» PROMPT: Across the entries that follow, count the lines with the string "false" and reply with that count alone.

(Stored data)

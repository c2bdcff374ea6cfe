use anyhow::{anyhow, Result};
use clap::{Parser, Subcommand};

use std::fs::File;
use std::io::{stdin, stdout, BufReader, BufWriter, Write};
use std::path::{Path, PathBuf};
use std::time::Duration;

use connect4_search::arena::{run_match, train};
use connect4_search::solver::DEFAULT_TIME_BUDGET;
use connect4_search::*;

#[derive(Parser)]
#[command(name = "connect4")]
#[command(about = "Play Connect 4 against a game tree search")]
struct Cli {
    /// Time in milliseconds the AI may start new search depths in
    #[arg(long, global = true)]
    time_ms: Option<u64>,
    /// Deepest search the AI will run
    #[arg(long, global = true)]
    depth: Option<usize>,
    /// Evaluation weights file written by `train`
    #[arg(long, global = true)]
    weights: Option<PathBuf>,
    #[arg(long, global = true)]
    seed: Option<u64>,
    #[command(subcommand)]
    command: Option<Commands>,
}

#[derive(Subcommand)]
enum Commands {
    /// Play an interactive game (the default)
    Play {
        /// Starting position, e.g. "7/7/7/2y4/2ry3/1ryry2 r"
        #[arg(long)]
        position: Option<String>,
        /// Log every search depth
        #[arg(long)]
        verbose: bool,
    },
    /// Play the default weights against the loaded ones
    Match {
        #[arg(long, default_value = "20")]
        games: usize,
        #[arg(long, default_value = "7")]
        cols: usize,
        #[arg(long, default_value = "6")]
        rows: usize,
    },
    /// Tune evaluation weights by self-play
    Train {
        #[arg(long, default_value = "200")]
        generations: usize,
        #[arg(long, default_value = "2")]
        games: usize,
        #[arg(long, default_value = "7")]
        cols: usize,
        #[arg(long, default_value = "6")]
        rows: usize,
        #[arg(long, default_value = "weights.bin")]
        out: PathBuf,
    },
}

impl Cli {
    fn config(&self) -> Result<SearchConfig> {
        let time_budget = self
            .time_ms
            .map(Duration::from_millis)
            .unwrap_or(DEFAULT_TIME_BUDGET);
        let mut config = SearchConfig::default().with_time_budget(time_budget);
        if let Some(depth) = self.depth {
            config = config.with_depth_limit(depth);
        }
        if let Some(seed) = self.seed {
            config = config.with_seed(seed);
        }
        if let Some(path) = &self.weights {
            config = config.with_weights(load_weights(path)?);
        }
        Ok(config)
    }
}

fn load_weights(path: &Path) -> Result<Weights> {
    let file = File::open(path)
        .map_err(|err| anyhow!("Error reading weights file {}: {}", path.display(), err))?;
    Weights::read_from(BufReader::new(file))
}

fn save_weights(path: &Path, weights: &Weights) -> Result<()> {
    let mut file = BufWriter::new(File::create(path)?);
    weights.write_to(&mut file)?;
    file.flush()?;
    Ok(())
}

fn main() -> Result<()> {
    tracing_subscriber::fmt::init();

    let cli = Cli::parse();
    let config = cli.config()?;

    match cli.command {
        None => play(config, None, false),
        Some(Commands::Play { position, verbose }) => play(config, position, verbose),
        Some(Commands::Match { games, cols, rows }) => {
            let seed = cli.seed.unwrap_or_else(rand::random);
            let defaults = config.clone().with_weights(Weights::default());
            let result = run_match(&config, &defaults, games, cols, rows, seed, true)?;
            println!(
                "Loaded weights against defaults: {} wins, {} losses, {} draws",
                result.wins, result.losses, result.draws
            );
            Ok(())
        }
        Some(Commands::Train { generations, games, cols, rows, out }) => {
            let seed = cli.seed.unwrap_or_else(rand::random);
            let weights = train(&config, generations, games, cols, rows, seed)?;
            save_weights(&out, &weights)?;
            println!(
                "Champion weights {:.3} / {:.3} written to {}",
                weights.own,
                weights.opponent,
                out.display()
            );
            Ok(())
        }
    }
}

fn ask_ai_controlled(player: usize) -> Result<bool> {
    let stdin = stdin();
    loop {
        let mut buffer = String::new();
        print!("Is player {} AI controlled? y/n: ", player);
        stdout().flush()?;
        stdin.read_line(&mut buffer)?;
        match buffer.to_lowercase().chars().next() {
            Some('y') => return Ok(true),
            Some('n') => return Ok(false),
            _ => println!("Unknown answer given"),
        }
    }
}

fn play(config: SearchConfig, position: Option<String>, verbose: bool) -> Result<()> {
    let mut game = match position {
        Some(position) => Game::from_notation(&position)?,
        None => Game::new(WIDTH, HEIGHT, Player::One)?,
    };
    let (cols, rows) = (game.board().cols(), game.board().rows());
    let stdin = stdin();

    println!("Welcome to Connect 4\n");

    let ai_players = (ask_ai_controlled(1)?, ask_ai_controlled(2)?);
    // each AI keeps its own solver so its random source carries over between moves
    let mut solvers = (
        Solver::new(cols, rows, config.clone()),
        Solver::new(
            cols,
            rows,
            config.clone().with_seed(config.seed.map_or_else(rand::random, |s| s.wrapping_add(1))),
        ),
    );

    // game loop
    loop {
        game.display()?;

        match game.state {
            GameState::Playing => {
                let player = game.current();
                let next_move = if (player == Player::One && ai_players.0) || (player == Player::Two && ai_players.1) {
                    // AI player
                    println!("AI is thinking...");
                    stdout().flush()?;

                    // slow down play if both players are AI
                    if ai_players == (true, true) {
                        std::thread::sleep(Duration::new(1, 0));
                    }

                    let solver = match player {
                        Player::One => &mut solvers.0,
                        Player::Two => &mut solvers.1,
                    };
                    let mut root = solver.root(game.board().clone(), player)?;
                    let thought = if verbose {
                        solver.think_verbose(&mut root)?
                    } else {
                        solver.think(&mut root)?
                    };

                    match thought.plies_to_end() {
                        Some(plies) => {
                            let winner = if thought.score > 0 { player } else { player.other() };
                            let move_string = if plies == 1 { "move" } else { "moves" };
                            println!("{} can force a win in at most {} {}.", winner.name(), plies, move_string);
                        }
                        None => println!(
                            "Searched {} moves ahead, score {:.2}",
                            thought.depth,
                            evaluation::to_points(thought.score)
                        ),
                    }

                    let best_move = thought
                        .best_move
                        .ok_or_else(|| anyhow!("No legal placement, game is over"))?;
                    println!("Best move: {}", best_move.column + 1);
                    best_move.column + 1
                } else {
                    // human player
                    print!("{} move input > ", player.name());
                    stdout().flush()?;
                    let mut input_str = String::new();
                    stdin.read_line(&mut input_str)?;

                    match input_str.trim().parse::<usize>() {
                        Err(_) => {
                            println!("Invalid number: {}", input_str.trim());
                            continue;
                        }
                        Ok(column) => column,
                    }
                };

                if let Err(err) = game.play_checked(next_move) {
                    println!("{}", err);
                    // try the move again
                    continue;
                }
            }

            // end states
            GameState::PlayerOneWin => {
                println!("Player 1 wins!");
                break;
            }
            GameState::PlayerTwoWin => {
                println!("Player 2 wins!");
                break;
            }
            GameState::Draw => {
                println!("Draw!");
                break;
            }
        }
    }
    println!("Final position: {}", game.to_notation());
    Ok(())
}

» SOLUTION: 2